_Records for this task_
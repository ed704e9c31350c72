//! Core data types that cross stage boundaries.
//!
//! - [`Frame`] is the compressed unit carried by the buffer and the wire.
//! - [`RawImage`] is the uncompressed pixel buffer at the acquisition and
//!   presentation edges of the pipeline.
//! - [`Quality`] is the bounded compression quality knob.
//!
//! ```rust
//! use framecast::types::{Frame, PixelFormat, RawImage};
//!
//! let image = RawImage::new(2, 2, PixelFormat::Gray8, vec![0, 64, 128, 255]).unwrap();
//! assert_eq!(image.pixels().len(), 4);
//!
//! let frame = Frame::from(vec![0xAB; 16]);
//! assert_eq!(frame.wire_len(), 24);
//! ```

mod frame;
mod image;
mod quality;

pub use frame::Frame;
pub use image::{PixelFormat, RawImage};
pub use quality::Quality;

_What you should do_
From the data above, copy each line exactly.

_Response area_
repository ed704e9c31350c72
//! Core data types that cross stage boundaries.
//!
//! - [`Frame`] is the compressed unit carried by the buffer and the wire.
//! - [`RawImage`] is the uncompressed pixel buffer at the acquisition and
//!   presentation edges of the pipeline.
//! - [`Quality`] is the bounded compression quality knob.
//!
//! ```rust
//! use framecast::types::{Frame, PixelFormat, RawImage};
//!
//! let image = RawImage::new(2, 2, PixelFormat::Gray8, vec![0, 64, 128, 255]).unwrap();
//! assert_eq!(image.pixels().len(), 4);
//!
//! let frame = Frame::from(vec![0xAB; 16]);
//! assert_eq!(frame.wire_len(), 24);
//! ```

mod frame;
mod image;
mod quality;

pub use frame::Frame;
pub use image::{PixelFormat, RawImage};
pub use quality::Quality;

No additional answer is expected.